The evidence shows that these two notices were posted, respectively, in those exceedingly small portions of the district lying in Ralls and Callaway Counties, such territory being sparsely populated and described as "rural," "agricultural," "farming land." In Ralls County only one or two families lived on the 240 acres within the district, and on the 320 acres in Callaway "not in excess of two families and a bachelor." It seems to be conceded that the two notices in question were posted as they were on the theory (whether mistakenly or not) that notices should be posted in all component counties of the district. The secretary testified that the electric light pole along Highway 19 on which the Ralls County notice was posted was a "high line" pole, the second one "north of a home that sits on the east side of the road" and probably 20 feet west of the slab. The notice was tacked up facing east; the pole was possibly 10 inches in diameter; "there wasn't any sidewalk along there for people to walk along, alongside the poles." Asked by plaintiffs' counsel, "Could you read that going by in a car at 40 miles an hour?" the witness answered, "No." Later, the same counsel asked, "Could you see the words `Notice of Bond Election' from the slab?" Witness replied, "No, I don't think so." As to the Callaway County location, the same witness testified that the electric light pole in question was an R. E. A. pole "right along the fence line," which pole was much closer to the traveled portion of the road than the one above referred to; that one riding along in a car would not be over 8 or 10 feet from the pole because the road was "very narrow," it being "just an ordinary dirt road—not a slab." It is inferable but not entirely clear that the Gordon Burton place was within the district.

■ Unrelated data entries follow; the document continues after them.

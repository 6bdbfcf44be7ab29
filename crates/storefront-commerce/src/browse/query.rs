//! Browse query builder.

use crate::browse::{BrowseResults, Filter, Pagination};
use crate::catalog::Product;
use serde::{Deserialize, Serialize};
use std::cmp::Reverse;

/// Products shown per page unless configured otherwise.
pub const DEFAULT_PER_PAGE: usize = 12;

/// Sort options for browse results.
///
/// All sorts are stable: ties keep catalog order.
#[derive(Debug, Clone, Copy, PartialEq, Eq, Hash, Serialize, Deserialize, Default)]
#[serde(rename_all = "kebab-case")]
pub enum SortOption {
    /// Featured products first.
    #[default]
    Featured,
    /// Sort by price, low to high.
    PriceLow,
    /// Sort by price, high to low.
    PriceHigh,
    /// Sort by highest rated. Unrated counts as 0.
    Rating,
    /// Sort by newest release first. Undated counts as oldest.
    Newest,
}

impl SortOption {
    /// All options, in menu order.
    pub const ALL: [SortOption; 5] = [
        SortOption::Featured,
        SortOption::PriceLow,
        SortOption::PriceHigh,
        SortOption::Rating,
        SortOption::Newest,
    ];

    /// Parse a sort key as used in URLs.
    pub fn from_key(key: &str) -> Option<Self> {
        Self::ALL.into_iter().find(|option| option.key() == key)
    }

    pub fn key(&self) -> &'static str {
        match self {
            SortOption::Featured => "featured",
            SortOption::PriceLow => "price-low",
            SortOption::PriceHigh => "price-high",
            SortOption::Rating => "rating",
            SortOption::Newest => "newest",
        }
    }

    pub fn display_name(&self) -> &'static str {
        match self {
            SortOption::Featured => "Featured",
            SortOption::PriceLow => "Price: Low to High",
            SortOption::PriceHigh => "Price: High to Low",
            SortOption::Rating => "Highest Rated",
            SortOption::Newest => "Newest",
        }
    }

    /// Sort `products` in place.
    pub fn sort(&self, products: &mut [&Product]) {
        match self {
            SortOption::Featured => products.sort_by_key(|p| !p.featured),
            SortOption::PriceLow => products.sort_by_key(|p| p.price),
            SortOption::PriceHigh => products.sort_by_key(|p| Reverse(p.price)),
            SortOption::Rating => products.sort_by(|a, b| {
                let a = a.rating.unwrap_or(0.0);
                let b = b.rating.unwrap_or(0.0);
                b.total_cmp(&a)
            }),
            SortOption::Newest => products.sort_by_cached_key(|p| Reverse(p.released_at())),
        }
    }
}

/// A browse query over the catalog.
#[derive(Debug, Clone, Serialize, Deserialize, PartialEq)]
pub struct BrowseQuery {
    /// Filters to apply.
    pub filters: Vec<Filter>,
    /// Sort option.
    pub sort: SortOption,
    /// Requested page (1-indexed). Out-of-range pages are clamped.
    pub page: usize,
    /// Items per page.
    pub per_page: usize,
}

impl Default for BrowseQuery {
    fn default() -> Self {
        Self::new()
    }
}

impl BrowseQuery {
    /// Create a new browse query.
    pub fn new() -> Self {
        Self {
            filters: Vec::new(),
            sort: SortOption::Featured,
            page: 1,
            per_page: DEFAULT_PER_PAGE,
        }
    }

    /// Add a filter.
    pub fn with_filter(mut self, filter: Filter) -> Self {
        self.filters.push(filter);
        self
    }

    /// Set sort option.
    pub fn with_sort(mut self, sort: SortOption) -> Self {
        self.sort = sort;
        self
    }

    /// Set the requested page.
    pub fn with_page(mut self, page: usize) -> Self {
        self.page = page.max(1);
        self
    }

    /// Set the page size.
    pub fn with_per_page(mut self, per_page: usize) -> Self {
        self.per_page = per_page.max(1);
        self
    }

    /// Check if `product` passes every filter.
    pub fn matches(&self, product: &Product) -> bool {
        self.filters.iter().all(|f| f.matches(product))
    }

    /// Filter, sort and paginate `products`.
    pub fn apply<'a, I>(&self, products: I) -> BrowseResults<&'a Product>
    where
        I: IntoIterator<Item = &'a Product>,
    {
        let mut matched: Vec<&Product> = products.into_iter().filter(|p| self.matches(p)).collect();
        self.sort.sort(&mut matched);

        let pagination = Pagination::new(self.page, self.per_page, matched.len());
        let items = matched
            .into_iter()
            .skip(pagination.offset())
            .take(pagination.per_page)
            .collect();

        BrowseResults::new(items, pagination)
    }
}
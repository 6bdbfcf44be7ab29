//! The validated, read-only product catalog.

use crate::catalog::Product;
use crate::error::CatalogError;
use crate::ids::ProductId;
use std::collections::{HashMap, HashSet};

/// All products known to the storefront.
///
/// Built once from a catalog source and never mutated afterwards. Product ids
/// are unique and prices are non-negative.
#[derive(Debug, Clone, Default)]
pub struct Catalog {
    products: Vec<Product>,
    index: HashMap<ProductId, usize>,
}

impl Catalog {
    /// Build a catalog, rejecting duplicate ids and negative prices.
    pub fn new(products: Vec<Product>) -> Result<Self, CatalogError> {
        let mut index = HashMap::with_capacity(products.len());
        for (position, product) in products.iter().enumerate() {
            if product.price.is_negative() {
                return Err(CatalogError::NegativePrice {
                    id: product.id.to_string(),
                });
            }
            if index.insert(product.id.clone(), position).is_some() {
                return Err(CatalogError::DuplicateProductId(product.id.to_string()));
            }
        }
        Ok(Self { products, index })
    }

    /// Look up a product by id.
    pub fn get(&self, id: &ProductId) -> Option<&Product> {
        self.index.get(id).map(|&i| &self.products[i])
    }

    /// All products in catalog order.
    pub fn products(&self) -> &[Product] {
        &self.products
    }

    /// Number of products.
    pub fn len(&self) -> usize {
        self.products.len()
    }

    /// Check if the catalog has no products.
    pub fn is_empty(&self) -> bool {
        self.products.is_empty()
    }

    /// Distinct non-empty categories, in first-seen order.
    pub fn categories(&self) -> Vec<&str> {
        let mut seen = HashSet::new();
        self.products
            .iter()
            .map(|p| p.category.as_str())
            .filter(|c| !c.is_empty() && seen.insert(*c))
            .collect()
    }

    /// Distinct brands of the products in `category`, in first-seen order.
    pub fn brands_in(&self, category: &str) -> Vec<&str> {
        let mut seen = HashSet::new();
        self.products
            .iter()
            .filter(|p| p.in_category(category))
            .filter_map(|p| p.brand.as_deref())
            .filter(|b| !b.is_empty() && seen.insert(*b))
            .collect()
    }
}

#[cfg(test)]
mod tests {
    use super::*;
    use crate::money::Money;

    fn product(id: &str, category: &str, brand: Option<&str>) -> Product {
        let mut p = Product::new(id, format!("Product {id}"), Money::from_major(10))
            .with_category(category, None);
        p.brand = brand.map(str::to_string);
        p
    }

    #[test]
    fn test_lookup() {
        let catalog = Catalog::new(vec![
            product("1", "Electronics", None),
            product("2", "Clothes", None),
        ])
        .unwrap();

        assert_eq!(catalog.len(), 2);
        assert_eq!(catalog.get(&ProductId::new("2")).unwrap().category, "Clothes");
        assert!(catalog.get(&ProductId::new("3")).is_none());
    }

    #[test]
    fn test_duplicate_id_rejected() {
        let err = Catalog::new(vec![
            product("1", "Electronics", None),
            product("1", "Clothes", None),
        ])
        .unwrap_err();
        assert_eq!(err, CatalogError::DuplicateProductId("1".to_string()));
    }

    #[test]
    fn test_negative_price_rejected() {
        let bad = Product::new("9", "Refund", Money::from_cents(-100));
        let err = Catalog::new(vec![bad]).unwrap_err();
        assert_eq!(
            err,
            CatalogError::NegativePrice {
                id: "9".to_string()
            }
        );
    }

    #[test]
    fn test_free_product_allowed() {
        let free = Product::new("0", "Sticker", Money::zero());
        assert!(Catalog::new(vec![free]).is_ok());
    }

    #[test]
    fn test_categories_and_brands() {
        let catalog = Catalog::new(vec![
            product("1", "Electronics", Some("Apple")),
            product("2", "Clothes", Some("Levi's")),
            product("3", "electronics", Some("Samsung")),
            product("4", "Electronics", Some("Apple")),
            product("5", "Electronics", None),
        ])
        .unwrap();

        assert_eq!(
            catalog.categories(),
            vec!["Electronics", "Clothes", "electronics"]
        );
        assert_eq!(catalog.brands_in("Electronics"), vec!["Apple", "Samsung"]);
        assert!(catalog.brands_in("Cosmetics").is_empty());
    }
}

The witness further testified that he posted two other notices, "one at Eureka School and at the telephone pole at Scott's corner," but these were not listed in his affidavit for want of space. Plaintiffs contend that posting of these two additional notices cannot be considered because not included in the affidavit. In the view we take of the case, it becomes unnecessary to rule this question, but see State ex rel. School District of Affton v. Smith, 336 Mo. 703, 707, 80 S.W.2d 858, 860, where, notwithstanding mandamus to compel registration of bonds was denied because of failure of the record certified to the State Auditor to show that all conditions of the law were complied with in the issuance of bonds, it was, nevertheless, held *453 that the records could be corrected to make them show the truth, and that then the bonds could be registered.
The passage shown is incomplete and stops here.